Source data section start
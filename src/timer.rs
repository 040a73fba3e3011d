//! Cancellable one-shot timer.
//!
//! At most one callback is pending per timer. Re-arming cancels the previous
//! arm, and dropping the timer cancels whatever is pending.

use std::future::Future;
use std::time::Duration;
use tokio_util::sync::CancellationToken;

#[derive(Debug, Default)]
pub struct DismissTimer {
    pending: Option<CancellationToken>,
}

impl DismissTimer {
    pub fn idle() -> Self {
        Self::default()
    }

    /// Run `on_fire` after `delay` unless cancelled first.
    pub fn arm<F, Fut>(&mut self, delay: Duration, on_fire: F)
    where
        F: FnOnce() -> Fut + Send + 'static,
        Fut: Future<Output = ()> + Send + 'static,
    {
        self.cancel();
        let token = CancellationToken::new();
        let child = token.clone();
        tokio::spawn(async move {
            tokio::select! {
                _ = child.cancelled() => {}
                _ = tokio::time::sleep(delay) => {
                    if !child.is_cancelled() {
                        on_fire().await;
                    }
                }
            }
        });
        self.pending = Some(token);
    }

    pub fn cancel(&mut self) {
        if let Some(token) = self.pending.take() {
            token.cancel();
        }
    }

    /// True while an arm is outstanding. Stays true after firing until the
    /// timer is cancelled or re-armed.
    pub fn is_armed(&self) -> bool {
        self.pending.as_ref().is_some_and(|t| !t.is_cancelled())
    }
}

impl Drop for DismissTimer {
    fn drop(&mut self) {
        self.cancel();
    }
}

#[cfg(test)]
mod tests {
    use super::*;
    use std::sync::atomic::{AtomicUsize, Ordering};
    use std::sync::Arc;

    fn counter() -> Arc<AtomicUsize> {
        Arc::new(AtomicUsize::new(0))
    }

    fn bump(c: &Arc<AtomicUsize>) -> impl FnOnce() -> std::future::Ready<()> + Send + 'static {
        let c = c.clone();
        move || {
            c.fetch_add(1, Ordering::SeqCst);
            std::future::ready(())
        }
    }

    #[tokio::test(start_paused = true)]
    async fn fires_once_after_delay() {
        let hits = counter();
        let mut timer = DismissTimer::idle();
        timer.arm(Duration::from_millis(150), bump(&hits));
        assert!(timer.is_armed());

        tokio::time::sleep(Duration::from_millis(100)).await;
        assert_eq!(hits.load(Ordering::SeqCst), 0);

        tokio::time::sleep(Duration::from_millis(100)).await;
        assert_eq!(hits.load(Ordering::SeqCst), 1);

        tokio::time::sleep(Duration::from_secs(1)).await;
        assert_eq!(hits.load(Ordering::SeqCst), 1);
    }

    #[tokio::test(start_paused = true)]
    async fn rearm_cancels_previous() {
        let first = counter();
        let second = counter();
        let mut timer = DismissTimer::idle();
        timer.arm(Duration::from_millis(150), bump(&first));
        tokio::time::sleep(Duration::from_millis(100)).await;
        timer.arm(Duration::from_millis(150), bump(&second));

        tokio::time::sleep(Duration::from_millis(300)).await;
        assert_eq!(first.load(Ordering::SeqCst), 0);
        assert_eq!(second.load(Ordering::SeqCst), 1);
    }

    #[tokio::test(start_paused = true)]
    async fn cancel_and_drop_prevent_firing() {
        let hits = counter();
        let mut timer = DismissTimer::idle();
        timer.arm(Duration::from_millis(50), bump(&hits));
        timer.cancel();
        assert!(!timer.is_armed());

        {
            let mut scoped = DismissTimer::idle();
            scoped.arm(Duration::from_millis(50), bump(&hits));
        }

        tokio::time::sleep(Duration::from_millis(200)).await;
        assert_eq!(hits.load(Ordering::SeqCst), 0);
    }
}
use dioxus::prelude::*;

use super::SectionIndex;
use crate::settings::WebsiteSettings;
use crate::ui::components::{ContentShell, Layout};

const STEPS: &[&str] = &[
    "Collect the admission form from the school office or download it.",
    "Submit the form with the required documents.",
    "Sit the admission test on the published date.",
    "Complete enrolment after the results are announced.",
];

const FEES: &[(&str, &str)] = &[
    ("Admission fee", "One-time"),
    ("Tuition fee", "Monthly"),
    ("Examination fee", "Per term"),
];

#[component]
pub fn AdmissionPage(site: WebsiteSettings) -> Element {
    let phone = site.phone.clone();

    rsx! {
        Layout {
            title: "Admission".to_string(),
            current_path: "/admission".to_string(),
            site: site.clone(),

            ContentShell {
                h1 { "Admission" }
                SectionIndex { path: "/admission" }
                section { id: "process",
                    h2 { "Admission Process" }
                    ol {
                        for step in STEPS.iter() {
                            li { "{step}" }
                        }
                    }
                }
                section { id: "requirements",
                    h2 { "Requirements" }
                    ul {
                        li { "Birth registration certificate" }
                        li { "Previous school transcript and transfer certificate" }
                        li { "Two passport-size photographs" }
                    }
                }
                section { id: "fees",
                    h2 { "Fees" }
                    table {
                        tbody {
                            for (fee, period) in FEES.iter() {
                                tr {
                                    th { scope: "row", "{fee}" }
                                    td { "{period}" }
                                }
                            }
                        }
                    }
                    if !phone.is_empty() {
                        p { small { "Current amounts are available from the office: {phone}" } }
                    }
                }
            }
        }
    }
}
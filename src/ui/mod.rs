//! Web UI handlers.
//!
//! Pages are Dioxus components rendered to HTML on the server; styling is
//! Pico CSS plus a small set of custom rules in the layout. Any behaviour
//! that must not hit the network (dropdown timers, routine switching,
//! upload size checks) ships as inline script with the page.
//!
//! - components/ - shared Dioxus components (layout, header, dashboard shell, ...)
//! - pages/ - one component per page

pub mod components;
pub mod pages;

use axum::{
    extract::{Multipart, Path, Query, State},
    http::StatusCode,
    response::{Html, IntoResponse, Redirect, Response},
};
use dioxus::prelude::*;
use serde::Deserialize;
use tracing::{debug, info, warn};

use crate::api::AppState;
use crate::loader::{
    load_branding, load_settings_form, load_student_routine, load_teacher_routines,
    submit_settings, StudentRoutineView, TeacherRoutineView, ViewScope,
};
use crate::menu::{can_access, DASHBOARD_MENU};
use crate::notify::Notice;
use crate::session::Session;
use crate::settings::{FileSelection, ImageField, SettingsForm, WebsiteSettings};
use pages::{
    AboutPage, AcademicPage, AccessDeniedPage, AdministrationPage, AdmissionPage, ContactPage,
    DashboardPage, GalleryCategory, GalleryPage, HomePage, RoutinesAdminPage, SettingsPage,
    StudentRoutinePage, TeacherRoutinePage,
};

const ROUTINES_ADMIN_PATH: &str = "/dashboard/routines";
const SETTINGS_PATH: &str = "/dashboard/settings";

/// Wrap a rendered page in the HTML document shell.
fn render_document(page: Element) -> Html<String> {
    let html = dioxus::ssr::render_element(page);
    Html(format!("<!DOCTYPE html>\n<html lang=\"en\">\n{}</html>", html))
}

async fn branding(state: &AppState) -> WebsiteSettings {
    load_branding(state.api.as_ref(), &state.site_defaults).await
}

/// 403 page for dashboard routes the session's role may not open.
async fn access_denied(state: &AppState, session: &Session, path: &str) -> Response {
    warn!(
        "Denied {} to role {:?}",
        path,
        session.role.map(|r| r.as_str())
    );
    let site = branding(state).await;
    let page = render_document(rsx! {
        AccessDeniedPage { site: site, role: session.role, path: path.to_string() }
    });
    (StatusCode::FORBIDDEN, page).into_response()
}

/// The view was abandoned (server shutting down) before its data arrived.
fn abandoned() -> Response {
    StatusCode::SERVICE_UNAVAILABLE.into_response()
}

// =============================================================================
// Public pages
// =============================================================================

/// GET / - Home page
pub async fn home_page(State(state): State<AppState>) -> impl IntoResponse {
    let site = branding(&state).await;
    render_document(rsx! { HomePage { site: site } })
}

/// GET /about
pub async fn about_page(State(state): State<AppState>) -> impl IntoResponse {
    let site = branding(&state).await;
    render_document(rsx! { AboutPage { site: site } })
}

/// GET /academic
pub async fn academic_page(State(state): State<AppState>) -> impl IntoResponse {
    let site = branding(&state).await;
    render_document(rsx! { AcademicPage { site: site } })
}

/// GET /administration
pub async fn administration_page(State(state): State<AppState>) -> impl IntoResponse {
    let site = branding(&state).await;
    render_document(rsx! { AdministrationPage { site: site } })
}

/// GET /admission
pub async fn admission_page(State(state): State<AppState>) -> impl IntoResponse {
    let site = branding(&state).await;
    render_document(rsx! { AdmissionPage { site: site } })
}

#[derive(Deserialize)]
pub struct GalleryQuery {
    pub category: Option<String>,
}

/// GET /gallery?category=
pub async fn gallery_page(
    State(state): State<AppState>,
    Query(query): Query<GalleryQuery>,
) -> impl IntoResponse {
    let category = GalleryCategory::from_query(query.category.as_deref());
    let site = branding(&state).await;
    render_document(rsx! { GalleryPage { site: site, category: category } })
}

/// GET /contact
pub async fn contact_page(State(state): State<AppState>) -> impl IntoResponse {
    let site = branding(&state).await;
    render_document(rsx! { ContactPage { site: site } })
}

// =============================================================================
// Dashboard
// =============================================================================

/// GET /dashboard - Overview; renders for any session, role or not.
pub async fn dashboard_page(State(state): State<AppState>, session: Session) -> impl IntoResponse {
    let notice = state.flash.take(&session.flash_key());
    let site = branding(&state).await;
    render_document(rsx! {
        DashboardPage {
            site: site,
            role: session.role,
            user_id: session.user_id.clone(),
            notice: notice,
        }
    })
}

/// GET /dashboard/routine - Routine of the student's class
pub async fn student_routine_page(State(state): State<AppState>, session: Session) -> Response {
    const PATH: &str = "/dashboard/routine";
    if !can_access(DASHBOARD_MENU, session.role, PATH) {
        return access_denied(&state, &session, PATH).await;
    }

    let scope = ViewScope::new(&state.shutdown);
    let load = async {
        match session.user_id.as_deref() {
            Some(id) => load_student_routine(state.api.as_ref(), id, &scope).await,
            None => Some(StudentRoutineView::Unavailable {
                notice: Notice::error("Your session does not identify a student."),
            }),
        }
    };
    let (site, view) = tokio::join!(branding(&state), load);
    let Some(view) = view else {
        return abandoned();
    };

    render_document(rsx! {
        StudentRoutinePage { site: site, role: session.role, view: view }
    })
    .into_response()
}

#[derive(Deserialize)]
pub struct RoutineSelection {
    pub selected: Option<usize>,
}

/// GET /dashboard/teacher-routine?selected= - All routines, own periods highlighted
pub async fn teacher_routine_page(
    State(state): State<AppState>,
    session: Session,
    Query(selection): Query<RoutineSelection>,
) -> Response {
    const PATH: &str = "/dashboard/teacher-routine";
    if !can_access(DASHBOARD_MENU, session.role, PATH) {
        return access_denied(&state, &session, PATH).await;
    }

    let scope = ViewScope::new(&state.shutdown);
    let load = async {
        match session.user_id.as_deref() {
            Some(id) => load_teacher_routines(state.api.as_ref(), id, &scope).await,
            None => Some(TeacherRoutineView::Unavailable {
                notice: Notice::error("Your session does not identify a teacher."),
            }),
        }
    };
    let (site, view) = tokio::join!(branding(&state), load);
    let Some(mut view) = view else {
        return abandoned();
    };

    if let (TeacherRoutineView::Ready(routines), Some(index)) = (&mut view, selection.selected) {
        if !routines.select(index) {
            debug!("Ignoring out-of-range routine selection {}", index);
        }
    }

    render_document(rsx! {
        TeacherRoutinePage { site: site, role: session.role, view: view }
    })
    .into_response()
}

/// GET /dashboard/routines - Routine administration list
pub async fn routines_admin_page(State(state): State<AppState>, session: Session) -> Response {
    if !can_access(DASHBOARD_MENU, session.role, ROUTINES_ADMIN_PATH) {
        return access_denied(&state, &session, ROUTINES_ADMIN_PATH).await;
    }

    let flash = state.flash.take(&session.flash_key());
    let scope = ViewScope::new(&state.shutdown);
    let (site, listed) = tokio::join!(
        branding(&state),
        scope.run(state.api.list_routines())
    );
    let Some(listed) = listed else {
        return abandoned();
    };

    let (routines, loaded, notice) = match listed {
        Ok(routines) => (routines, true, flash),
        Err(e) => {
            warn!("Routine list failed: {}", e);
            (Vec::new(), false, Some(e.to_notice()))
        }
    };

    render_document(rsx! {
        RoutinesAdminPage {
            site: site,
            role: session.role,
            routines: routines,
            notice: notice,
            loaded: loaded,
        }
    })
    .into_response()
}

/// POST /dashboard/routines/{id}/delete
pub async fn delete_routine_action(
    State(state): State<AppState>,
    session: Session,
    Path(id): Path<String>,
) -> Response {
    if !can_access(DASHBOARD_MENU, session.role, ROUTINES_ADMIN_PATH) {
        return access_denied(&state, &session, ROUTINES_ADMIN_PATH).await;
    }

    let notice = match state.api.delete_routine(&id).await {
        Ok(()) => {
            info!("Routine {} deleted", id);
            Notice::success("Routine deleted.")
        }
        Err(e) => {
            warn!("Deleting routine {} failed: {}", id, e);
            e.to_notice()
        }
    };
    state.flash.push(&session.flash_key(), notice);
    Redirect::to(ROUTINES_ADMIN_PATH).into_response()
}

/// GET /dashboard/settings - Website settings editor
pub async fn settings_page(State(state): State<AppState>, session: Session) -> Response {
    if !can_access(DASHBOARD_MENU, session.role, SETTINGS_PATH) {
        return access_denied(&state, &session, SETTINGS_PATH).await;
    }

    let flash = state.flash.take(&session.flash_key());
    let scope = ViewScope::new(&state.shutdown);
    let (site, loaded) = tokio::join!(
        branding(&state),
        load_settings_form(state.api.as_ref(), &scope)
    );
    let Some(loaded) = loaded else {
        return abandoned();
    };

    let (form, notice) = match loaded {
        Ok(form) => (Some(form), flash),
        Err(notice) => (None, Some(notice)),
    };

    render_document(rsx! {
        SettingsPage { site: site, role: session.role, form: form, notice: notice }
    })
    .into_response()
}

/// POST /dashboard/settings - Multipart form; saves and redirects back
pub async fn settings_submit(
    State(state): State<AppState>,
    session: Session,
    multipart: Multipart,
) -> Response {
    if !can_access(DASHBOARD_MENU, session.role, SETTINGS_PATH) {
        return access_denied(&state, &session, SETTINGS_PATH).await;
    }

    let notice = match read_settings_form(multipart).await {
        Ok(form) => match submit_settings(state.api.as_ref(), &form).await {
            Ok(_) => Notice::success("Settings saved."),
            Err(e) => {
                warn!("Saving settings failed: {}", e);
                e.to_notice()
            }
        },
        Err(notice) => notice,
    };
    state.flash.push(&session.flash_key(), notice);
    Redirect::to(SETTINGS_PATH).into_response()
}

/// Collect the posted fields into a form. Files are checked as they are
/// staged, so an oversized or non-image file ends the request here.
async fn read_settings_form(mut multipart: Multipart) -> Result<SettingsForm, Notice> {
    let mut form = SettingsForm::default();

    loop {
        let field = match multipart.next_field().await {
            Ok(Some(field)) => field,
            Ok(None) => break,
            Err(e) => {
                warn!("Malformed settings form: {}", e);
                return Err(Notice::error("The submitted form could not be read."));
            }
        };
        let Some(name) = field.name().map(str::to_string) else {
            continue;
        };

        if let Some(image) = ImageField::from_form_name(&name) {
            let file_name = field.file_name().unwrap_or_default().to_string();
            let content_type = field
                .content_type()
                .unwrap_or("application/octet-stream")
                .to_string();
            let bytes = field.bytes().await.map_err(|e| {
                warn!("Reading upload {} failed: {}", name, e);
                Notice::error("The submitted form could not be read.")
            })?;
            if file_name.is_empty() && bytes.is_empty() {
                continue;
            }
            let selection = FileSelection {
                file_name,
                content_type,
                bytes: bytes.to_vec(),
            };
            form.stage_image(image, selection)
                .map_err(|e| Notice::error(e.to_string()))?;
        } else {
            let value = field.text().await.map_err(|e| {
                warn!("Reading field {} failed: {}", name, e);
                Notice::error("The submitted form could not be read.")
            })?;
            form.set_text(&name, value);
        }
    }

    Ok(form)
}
Source data section end
Requirement: Each line of the entries holding the string "bytes" should be found and copied.

Result below:
            let bytes = field.bytes().await.map_err(|e| {
            if file_name.is_empty() && bytes.is_empty() {
                bytes: bytes.to_vec(),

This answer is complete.